EXETER on Sunday featured a couple of listed races, with Lac De Constance winning the novice hurdle for Dan and Harry Skelton; the third horse, beaten just over 10 lengths, has a rating of just 89, however, and the form is modest.
More impressive was Snow Leopardess, who completed her Grand National preparation with a 12-length romp in the mares’ chase for Johnny Burke and Charlie Longsdon.
The Becher winner is in danger of missing the cut for the Grand National, so connections were keen to win a race in order to be reassessed, and this was the final day for that.
They may not be pleased that Martin Greenwood chose to raise her just 1lb for this facile win, and it still remains touch and go as to whether she will get in.
THE Grand National weights reveal ought to be a rather dull exercise in the modern era, but the Tiger Roll saga ensured some easy headlines, and there is little to add to the situation that I didn’t put into print last year when an almost identical scenario unfolded. Enough said.
It will be interesting to see how much the weights go up with the top pair looking doubtful runners, and Melon hardly screaming out for this test. Minella Times has been put up another 2lb for his win last year, which is an odd decision by the assessor – he went up 13lb for his win a year ago, and has not been competitive in two runs since.
I’d be happy to ignore those for handicapping purposes, but an additional 2lb – for the Aintree factor? – is harsh.
Of more interest are a couple behind him last year, and I’m not surprised that Burrows Saint has been backed as he will be a stronger horse this year than the one who travelled well only to fade from the last 12 months ago. He’s on the same mark, and has had a low-key campaign thus far.

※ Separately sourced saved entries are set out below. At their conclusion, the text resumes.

//! File helpers around [crate::compress] and [crate::decompress].

use std::{
    fs::File,
    io::{BufWriter, Read, Write},
    path::Path,
};

const DEFAULT_BUFFER_SIZE: usize = 1024;

/// Iterator over the bytes of a reader, see [file_bytes].
///
/// Reading stops at the first error, which is kept in [FileBytes::error].
pub struct FileBytes<R>
where
    R: Read,
{
    read: R,
    buffer: Vec<u8>,
    position: usize,
    filled: usize,
    error: Option<std::io::Error>,
}

impl<R> FileBytes<R>
where
    R: Read,
{
    fn new(read: R, buffer_size: usize) -> Self {
        Self {
            read,
            buffer: vec![0; buffer_size.max(1)],
            position: 0,
            filled: 0,
            error: None,
        }
    }

    /// The error that ended the iteration early, if any.
    pub fn error(&self) -> Option<&std::io::Error> {
        self.error.as_ref()
    }

    /// Returns the error that ended the iteration early, if any.
    pub fn into_result(self) -> Result<(), std::io::Error> {
        match self.error {
            Some(error) => Err(error),
            None => Ok(()),
        }
    }
}

impl<R> Iterator for FileBytes<R>
where
    R: Read,
{
    type Item = u8;

    fn next(&mut self) -> Option<Self::Item> {
        if self.position == self.filled {
            if self.error.is_some() {
                return None;
            }
            self.filled = loop {
                match self.read.read(&mut self.buffer[..]) {
                    Ok(filled) => break filled,
                    Err(error) if error.kind() == std::io::ErrorKind::Interrupted => {}
                    Err(error) => {
                        self.error = Some(error);
                        return None;
                    }
                }
            };
            self.position = 0;
            if self.filled == 0 {
                return None;
            }
        }

        let byte = self.buffer[self.position];
        self.position += 1;
        Some(byte)
    }
}

/// Iterates over the bytes of any reader, reading 1024 bytes at a time.
pub fn file_bytes<R: Read>(read: R) -> FileBytes<R> {
    FileBytes::new(read, DEFAULT_BUFFER_SIZE)
}

/// Same as [file_bytes], with a custom buffer size.
pub fn file_bytes_with_capacity<R: Read>(read: R, buffer_size: usize) -> FileBytes<R> {
    FileBytes::new(read, buffer_size)
}

/// Opens a file and iterates over its bytes. The file is closed when the iterator is dropped.
pub fn read_bytes<P: AsRef<Path>>(path: P) -> Result<FileBytes<File>, std::io::Error> {
    Ok(file_bytes(File::open(path)?))
}

/// Creates or truncates a file, and writes all the given bytes to it.
pub fn write_bytes<P, I>(path: P, data: I) -> Result<(), std::io::Error>
where
    P: AsRef<Path>,
    I: IntoIterator<Item = u8>,
{
    let mut write = BufWriter::new(File::create(path)?);
    for byte in data {
        write.write_all(&[byte])?;
    }
    write.flush()
}

/// Compresses the file at `from` into the file at `into`.
///
/// Returns the size of the source and of the compressed data.
pub fn compress_file<P, Q>(from: P, into: Q) -> Result<(usize, usize), std::io::Error>
where
    P: AsRef<Path>,
    Q: AsRef<Path>,
{
    let mut read = 0;
    let mut written = 0;
    let mut bytes = read_bytes(from)?;

    let compressed =
        crate::compress(bytes.by_ref().inspect(|_| read += 1)).inspect(|_| written += 1);
    write_bytes(&into, compressed)?;
    // The encoder saw a short read as the end of the data, so the output is a valid stream
    // of truncated data. It must not outlive the error.
    if let Err(error) = bytes.into_result() {
        std::fs::remove_file(&into)?;
        return Err(error);
    }

    log::info!("Compressed from {read} to {written} bytes");
    Ok((read, written))
}

/// Decompresses the file at `from` into the file at `into`.
///
/// Returns the size of the compressed data and of the decompressed one.
///
/// # Errors
///
/// Invalid LZW data is reported as [std::io::ErrorKind::InvalidData].
pub fn decompress_file<P, Q>(from: P, into: Q) -> Result<(usize, usize), std::io::Error>
where
    P: AsRef<Path>,
    Q: AsRef<Path>,
{
    let mut read = 0;
    let mut bytes = read_bytes(from)?;

    let decompressed: Vec<u8> =
        crate::decompress(bytes.by_ref().inspect(|_| read += 1)).collect::<Result<_, _>>()?;
    bytes.into_result()?;

    let written = decompressed.len();
    write_bytes(into, decompressed)?;

    log::info!("Decompressed from {read} to {written} bytes");
    Ok((read, written))
}
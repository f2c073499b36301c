use anyhow::Result;

const TEXT: &[u8] = b"TOBEORNOTTOBEORTOBEORNOT";

fn main() -> Result<()> {
    env_logger::builder().format_timestamp(None).init();

    let compressed = lzw15::compress_to_vec(TEXT);
    assert_eq!(
        compressed,
        [
            0x2A, 0x13, 0xC8, 0x44, 0x52, 0x79, 0x48, 0x9C, 0x4F, 0x2A, 0x40, 0xE0, 0xB0, 0x78,
            0x64, 0x1A, 0x11, 0x0A, 0x80, 0x00
        ]
    );

    // The iterators can also be chained without collecting in between.
    let decompressed = lzw15::decompress(lzw15::compress(TEXT.iter().copied()))
        .collect::<Result<Vec<u8>, _>>()?;
    assert_eq!(decompressed, TEXT);

    let encoder = lzw15::ByteEncoder::new(12)?;
    let small_codebook: Vec<u8> = encoder.encode(TEXT.iter().copied()).collect();
    assert_eq!(lzw15::decompress_to_vec(small_codebook)?, TEXT);

    Ok(())
}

The weights are likely to go up 5lb or 6lb at most, meaning a weight range on the day which is unlikely to be more than a stone from top to bottom. I’d still be inclined to look from the bottom up, however, and there are a few at big prices who appeal to me at present.
Discorama has long been my idea of an ideal type for this, and he was coming off an absence when running creditably last year. He’s had a better prep this time around, and although he’s yet to win a handicap, that’s less of a concern given this unique test, and he looked as good as ever at Fairyhouse last time.
De Rasher Counter has raced only four times since winning the Ladbrokes in 2019, and was coming back from a lengthy absence when behind Eldorado Allen in the Denman Chase. He’ll come on for that, and is back on his last winning mark, so shouldn’t be 66/1.
Jett is an 11-year-old now, but he took really well to the race last season, merely doing too much too soon, and he was back to form when a close third to Two For Gold – form franked since – at Doncaster. He’s lower in the weights than last year, and has plenty of back-class for a horse who will be at the foot of the weights.